Another indication of the piety in Saint Francis was visible in his desire to help others and to share the good news with them albeit at a slow pace since he knew of the challenges they may have in understanding his new found treasure. The desire to invite a friend for prayers in the grotto without forcing that friend to pray with him is a reflection of the pious giving to which monks are associated, probably even more than the monks themselves. The mercy with which Francis served lepers after being thrown by robbers in a pit of snow can be considered part of the evidence of his piety as a monk even though he was not yet officially dedicated to monkhood. One question that one would ask is between the community of monks that showed mercy to Saint Francis after the incident with the robbers and the saint himself, who showed greater kindness? From the narration, it is evident that Saint Francis was the more merciful one because in spite of being denied mercy, he left not with anger but as a result of necessity. He enjoyed staying with the monks even when all he got from them was broth.
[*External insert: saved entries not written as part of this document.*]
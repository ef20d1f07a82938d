//! Saved campaign record types.

use chrono::{DateTime, Utc};
use forecast_core::FunnelInputs;
use serde::{Deserialize, Serialize};
use uuid::Uuid;

/// A named set of funnel assumptions plus display metadata.
#[derive(Debug, Clone, PartialEq, Serialize, Deserialize)]
pub struct CampaignRecord {
    pub id: Uuid,
    pub name: String,
    /// Display label only.
    #[serde(default = "default_currency")]
    pub currency: String,
    #[serde(default)]
    pub platform: Option<String>,
    #[serde(default)]
    pub notes: Option<String>,
    pub inputs: FunnelInputs,
    pub created_at: DateTime<Utc>,
    pub updated_at: DateTime<Utc>,
}

#[derive(Debug, Clone, Default, Serialize, Deserialize)]
pub struct NewCampaign {
    pub name: String,
    #[serde(default)]
    pub currency: Option<String>,
    #[serde(default)]
    pub platform: Option<String>,
    #[serde(default)]
    pub notes: Option<String>,
    pub inputs: FunnelInputs,
}

/// Partial update; `None` leaves a field untouched.
#[derive(Debug, Clone, Default, Serialize, Deserialize)]
pub struct CampaignUpdate {
    pub name: Option<String>,
    pub currency: Option<String>,
    pub platform: Option<String>,
    pub notes: Option<String>,
    pub budget: Option<f64>,
    pub cpm: Option<f64>,
    pub ctr: Option<f64>,
    pub cr: Option<f64>,
    pub avg_check: Option<f64>,
}

impl CampaignUpdate {
    pub(crate) fn apply(self, record: &mut CampaignRecord) {
        if let Some(name) = self.name {
            record.name = name;
        }
        if let Some(currency) = self.currency {
            record.currency = currency;
        }
        if let Some(platform) = self.platform {
            record.platform = Some(platform);
        }
        if let Some(notes) = self.notes {
            record.notes = Some(notes);
        }
        if let Some(v) = self.budget {
            record.inputs.budget = v;
        }
        if let Some(v) = self.cpm {
            record.inputs.cpm = v;
        }
        if let Some(v) = self.ctr {
            record.inputs.ctr = v;
        }
        if let Some(v) = self.cr {
            record.inputs.cr = v;
        }
        if let Some(v) = self.avg_check {
            record.inputs.avg_check = v;
        }
    }
}

pub(crate) fn default_currency() -> String {
    "USD".to_string()
}

/// On-disk layout of the store file.
#[derive(Debug, Serialize, Deserialize)]
pub(crate) struct StoreFile {
    pub version: u32,
    pub campaigns: Vec<CampaignRecord>,
}

pub(crate) const STORE_FILE_VERSION: u32 = 1;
Additional virtues such as humility, servitude and his efforts to build churches that would house ladies who had given themselves to the service of God also confirm the saint’s piety and his willingness to serve God at all costs.
The life of Saint Francis provides a story of materialism, conversion and subsequent piety. The combination of environmental factors and personal factors has also been confirmed responsible for shaping human behavior up to the point of their choice. Saint Francis overcame the vanity of materialism and the love of wealth to adopt selflessness, humility and servitude not only to his family but also to other people of the community. Through a life of kindness and easiness, the Saint disregarded the wealth he was born in and instead sought the treasure of heaven that he tried to share with others, living life as a monk rather than an earthly prince. Considering the virtues embodied by Saint Francis, it is deductible that he was more of a pious monk than the conventional monks at the time, whose mercy was short-lived.
Stouck, Mary-Anne. A Short Reader of Medieval Saints (Readings in Medieval Civilizations and Cultures). University of Toronto Press, 2009.
 Mary-Anne Stouck. A Short Reader of Medieval Saints (Readings in Medieval Civilizations and Cultures). (University of Toronto Press, 2009).